* **What needs to be done**: Find the word "IdentityManager" in the listing. Copy out each line where it occurs.

* **Task inputs**:
//! # Encrypted Access
//!
//! The one-call flows built on the three components:
//!
//! - [`EncryptedAccess::generate_encrypted_solvency_proof`]: commit to a value
//!   for a context and prove it meets a threshold, in parallel.
//! - [`EncryptedAccess::quick_access`]: the same, on a brand-new `Temporary`
//!   context under the owner's root (created if needed).
//!
//! The commitment and the proof are produced from the same value but are not
//! cryptographically linked to each other. Both are tied to the context: the
//! commitment through its binding key, the proof through its context input.

use primitive_types::U256;
use serde::{Deserialize, Serialize};
use std::sync::Arc;
use tracing::{debug, info};

use crate::amount::ensure_fits_field;
use crate::binder::{
    verify_commitment_format, BinderMode, Commitment, CommitmentBinder, MpcEncryptionService,
};
use crate::config::{IdentityConfig, PrismConfig};
use crate::error::{PrismError, PrismResult};
use crate::identity::{Address, ContextIdentity, ContextType, IdentityManager, RootIdentity};
use crate::ledger::LedgerService;
use crate::zkp::{ProverMode, ProverState, ProvingBackend, SolvencyProof, SolvencyProver};

/// A commitment and a proof for the same value and context.
#[derive(Debug, Clone, PartialEq, Eq, Serialize, Deserialize)]
pub struct EncryptedSolvencyProof {
    pub commitment: Commitment,
    pub proof: SolvencyProof,
}

/// Everything a quick access produced.
#[derive(Debug, Clone, PartialEq, Eq, Serialize, Deserialize)]
pub struct QuickAccess {
    pub root: RootIdentity,
    /// Whether this call created the root.
    pub root_created: bool,
    pub context: ContextIdentity,
    pub commitment: Commitment,
    pub proof: SolvencyProof,
}

/// Modes of both capability-dependent components. `binder` is `None` until
/// the binder has been initialized.
#[derive(Debug, Clone, Copy, PartialEq, Eq, Serialize, Deserialize)]
pub struct AccessStatus {
    pub binder: Option<BinderMode>,
    pub prover: ProverState,
}

impl AccessStatus {
    pub fn is_live(&self) -> bool {
        self.binder == Some(BinderMode::Live)
            && self.prover == ProverState::Ready(ProverMode::Live)
    }
}

/// Orchestrates identity, binder and prover.
pub struct EncryptedAccess {
    identity: IdentityManager,
    binder: CommitmentBinder,
    prover: SolvencyProver,
    defaults: IdentityConfig,
}

impl EncryptedAccess {
    pub fn new(
        config: PrismConfig,
        ledger: Arc<dyn LedgerService>,
        mpc: Option<Arc<dyn MpcEncryptionService>>,
        backend: Option<Arc<dyn ProvingBackend>>,
    ) -> Self {
        Self {
            identity: IdentityManager::new(ledger),
            binder: CommitmentBinder::new(config.binder, mpc),
            prover: SolvencyProver::new(config.prover, backend),
            defaults: config.identity,
        }
    }

    pub fn identity(&self) -> &IdentityManager {
        &self.identity
    }

    pub fn binder(&self) -> &CommitmentBinder {
        &self.binder
    }

    pub fn prover(&self) -> &SolvencyProver {
        &self.prover
    }

    /// Resolve both components up front instead of on first use.
    pub async fn initialize(&self) -> PrismResult<AccessStatus> {
        self.binder.initialize().await?;
        self.prover.initialize().await?;
        let status = self.status();
        info!(binder = ?status.binder, prover = ?status.prover, "encrypted access ready");
        Ok(status)
    }

    pub fn status(&self) -> AccessStatus {
        AccessStatus {
            binder: self.binder.mode(),
            prover: self.prover.status(),
        }
    }

    /// Fail `CapabilityUnavailable` unless both components run live.
    pub async fn require_live(&self) -> PrismResult<()> {
        let binder = self.binder.initialize().await?;
        let prover = self.prover.initialize().await?;
        if binder != BinderMode::Live || prover != ProverMode::Live {
            return Err(PrismError::CapabilityUnavailable(format!(
                "binder is {binder:?}, prover is {prover:?}"
            )));
        }
        Ok(())
    }

    /// Commit to `actual_value` for `context` and prove it meets `threshold`.
    ///
    /// Everything that can be rejected locally is, before either component
    /// contacts its service.
    pub async fn generate_encrypted_solvency_proof(
        &self,
        actual_value: &U256,
        threshold: &U256,
        context: &Address,
    ) -> PrismResult<EncryptedSolvencyProof> {
        check_feasible(actual_value, threshold)?;

        let (commitment, proof) = futures::try_join!(
            self.binder.encrypt(actual_value, context),
            self.prover.generate_bound_proof(actual_value, threshold, context),
        )?;

        debug!(context = %context, "encrypted solvency proof generated");
        Ok(EncryptedSolvencyProof { commitment, proof })
    }

    /// Third-party check of an [`EncryptedSolvencyProof`]: well-formed
    /// commitment, both halves bound to the same context, proof verifies.
    pub async fn verify_encrypted_solvency_proof(
        &self,
        artefacts: &EncryptedSolvencyProof,
    ) -> PrismResult<bool> {
        if !verify_commitment_format(&artefacts.commitment) {
            return Ok(false);
        }
        if artefacts.proof.context() != Some(&artefacts.commitment.binding_key) {
            return Ok(false);
        }
        self.prover.verify_proof(&artefacts.proof).await
    }

    /// Get-or-create the owner's root, open a fresh `Temporary` context and
    /// run [`Self::generate_encrypted_solvency_proof`] against it.
    ///
    /// Infeasible or oversized inputs fail before any identity is touched,
    /// so a doomed request never burns a context index.
    pub async fn quick_access(
        &self,
        owner: &Address,
        actual_value: &U256,
        threshold: &U256,
    ) -> PrismResult<QuickAccess> {
        check_feasible(actual_value, threshold)?;

        let outcome = self
            .identity
            .create_root_identity(owner, self.defaults.default_privacy)
            .await?;
        let root_created = outcome.was_created();
        let mut root = outcome.into_inner();

        let context = self
            .identity
            .create_context(
                &mut root,
                ContextType::Temporary,
                self.defaults.quick_access_ceiling,
                None,
            )
            .await?;

        let EncryptedSolvencyProof { commitment, proof } = self
            .generate_encrypted_solvency_proof(actual_value, threshold, &context.address)
            .await?;

        info!(context = %context.address, index = context.index, "quick access granted");
        Ok(QuickAccess {
            root,
            root_created,
            context,
            commitment,
            proof,
        })
    }
}

fn check_feasible(actual_value: &U256, threshold: &U256) -> PrismResult<()> {
    ensure_fits_field(actual_value)?;
    ensure_fits_field(threshold)?;
    if actual_value < threshold {
        return Err(PrismError::ProofInfeasible {
            threshold: threshold.to_string(),
        });
    }
    Ok(())
}

#[cfg(test)]
mod tests {
    use super::*;
    use crate::binder::{open_commitment, LocalMpcCluster};
    use crate::config::{BinderConfig, ProverConfig, SimulationPolicy};
    use crate::ledger::InMemoryLedger;
    use crate::zkp::Groth16Backend;
    use ed25519_dalek::SigningKey;
    use rand::rngs::OsRng;

    fn owner() -> Address {
        Address::from_bytes(SigningKey::generate(&mut OsRng).verifying_key().to_bytes())
    }

    fn simulated() -> (Arc<InMemoryLedger>, EncryptedAccess) {
        let ledger = Arc::new(InMemoryLedger::new());
        let access = EncryptedAccess::new(PrismConfig::default(), ledger.clone(), None, None);
        (ledger, access)
    }

    #[tokio::test]
    async fn quick_access_in_simulation() {
        let (ledger, access) = simulated();
        let owner = owner();
        let value = U256::from(5_000u64);
        let threshold = U256::from(1_000u64);

        let first = access.quick_access(&owner, &value, &threshold).await.unwrap();
        assert!(first.root_created);
        assert_eq!(first.context.context_type, ContextType::Temporary);
        assert_eq!(first.context.index, 0);
        assert_eq!(first.root.context_count, 1);
        assert_eq!(first.commitment.binding_key, first.context.address);
        assert!(open_commitment(&first.commitment, &value));
        assert!(first.proof.is_solvent());

        let second = access.quick_access(&owner, &value, &threshold).await.unwrap();
        assert!(!second.root_created);
        assert_eq!(second.context.index, 1);
        assert_eq!(ledger.root_count(), 1);
        assert_eq!(ledger.context_count(), 2);
    }

    #[tokio::test]
    async fn infeasible_quick_access_touches_nothing() {
        let (ledger, access) = simulated();
        let err = access
            .quick_access(&owner(), &U256::from(50u64), &U256::from(100u64))
            .await
            .unwrap_err();
        assert!(matches!(err, PrismError::ProofInfeasible { .. }));
        assert_eq!(ledger.root_count(), 0);
        assert_eq!(ledger.context_count(), 0);
    }

    #[tokio::test]
    async fn status_and_require_live_in_simulation() {
        let (_ledger, access) = simulated();
        let status = access.initialize().await.unwrap();
        assert_eq!(status.binder, Some(BinderMode::Simulated));
        assert_eq!(status.prover, ProverState::Ready(ProverMode::Simulated));
        assert!(!status.is_live());
        assert!(matches!(
            access.require_live().await,
            Err(PrismError::CapabilityUnavailable(_))
        ));
    }

    #[tokio::test]
    async fn mismatched_halves_do_not_verify() {
        let (_ledger, access) = simulated();
        let value = U256::from(10u64);
        let a = access
            .generate_encrypted_solvency_proof(&value, &U256::one(), &Address::from_bytes([1; 32]))
            .await
            .unwrap();
        let b = access
            .generate_encrypted_solvency_proof(&value, &U256::one(), &Address::from_bytes([2; 32]))
            .await
            .unwrap();
        assert!(access.verify_encrypted_solvency_proof(&a).await.unwrap());

        let spliced = EncryptedSolvencyProof {
            commitment: a.commitment,
            proof: b.proof,
        };
        assert!(!access.verify_encrypted_solvency_proof(&spliced).await.unwrap());
    }

    fn live(binder_policy: SimulationPolicy) -> (Arc<LocalMpcCluster>, EncryptedAccess) {
        let cluster = Arc::new(LocalMpcCluster::new("cluster-1"));
        let config = PrismConfig {
            binder: BinderConfig {
                mpc_cluster: Some("cluster-1".into()),
                mpc_program: Some("program-1".into()),
                simulation: binder_policy,
            },
            prover: ProverConfig {
                simulation: SimulationPolicy::Deny,
            },
            ..PrismConfig::default()
        };
        let mpc: Arc<dyn MpcEncryptionService> = cluster.clone();
        let backend: Arc<dyn ProvingBackend> = Arc::new(Groth16Backend::with_seed(42));
        let access = EncryptedAccess::new(
            config,
            Arc::new(InMemoryLedger::new()),
            Some(mpc),
            Some(backend),
        );
        (cluster, access)
    }

    #[tokio::test]
    async fn unreachable_cluster_downgrades_binder_only() {
        let (cluster, access) = live(SimulationPolicy::Allow);
        cluster.set_available(false);

        let status = access.initialize().await.unwrap();
        assert_eq!(status.binder, Some(BinderMode::Simulated));
        assert_eq!(status.prover, ProverState::Ready(ProverMode::Live));
        assert!(!status.is_live());

        let value = U256::from(10u64);
        let artefacts = access
            .generate_encrypted_solvency_proof(&value, &U256::one(), &Address::from_bytes([3; 32]))
            .await
            .unwrap();
        assert_eq!(artefacts.commitment.mode, BinderMode::Simulated);
        assert_eq!(artefacts.proof.mode, ProverMode::Live);
        assert!(access.verify_encrypted_solvency_proof(&artefacts).await.unwrap());
    }

    #[tokio::test]
    async fn unreachable_cluster_fails_initialize_under_deny() {
        let (cluster, access) = live(SimulationPolicy::Deny);
        cluster.set_available(false);
        assert!(matches!(
            access.initialize().await,
            Err(PrismError::CapabilityUnavailable(_))
        ));
        assert_eq!(access.status().binder, None);
    }

    #[tokio::test]
    async fn fully_live_flow() {
        let (cluster, access) = live(SimulationPolicy::Deny);

        access.require_live().await.unwrap();
        assert!(access.status().is_live());

        let value = U256::from(500_000_000_000u64);
        let granted = access
            .quick_access(&owner(), &value, &U256::from(10_000_000_000u64))
            .await
            .unwrap();
        assert_eq!(granted.commitment.mode, BinderMode::Live);
        assert_eq!(granted.proof.mode, ProverMode::Live);
        assert_eq!(
            cluster.decrypt(&granted.commitment).unwrap(),
            crate::amount::to_le_bytes(&value).to_vec()
        );

        let artefacts = EncryptedSolvencyProof {
            commitment: granted.commitment,
            proof: granted.proof,
        };
        assert!(access.verify_encrypted_solvency_proof(&artefacts).await.unwrap());
    }
}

* **Task answer**:
use crate::identity::{Address, ContextIdentity, ContextType, IdentityManager, RootIdentity};
    identity: IdentityManager,
            identity: IdentityManager::new(ledger),
    pub fn identity(&self) -> &IdentityManager {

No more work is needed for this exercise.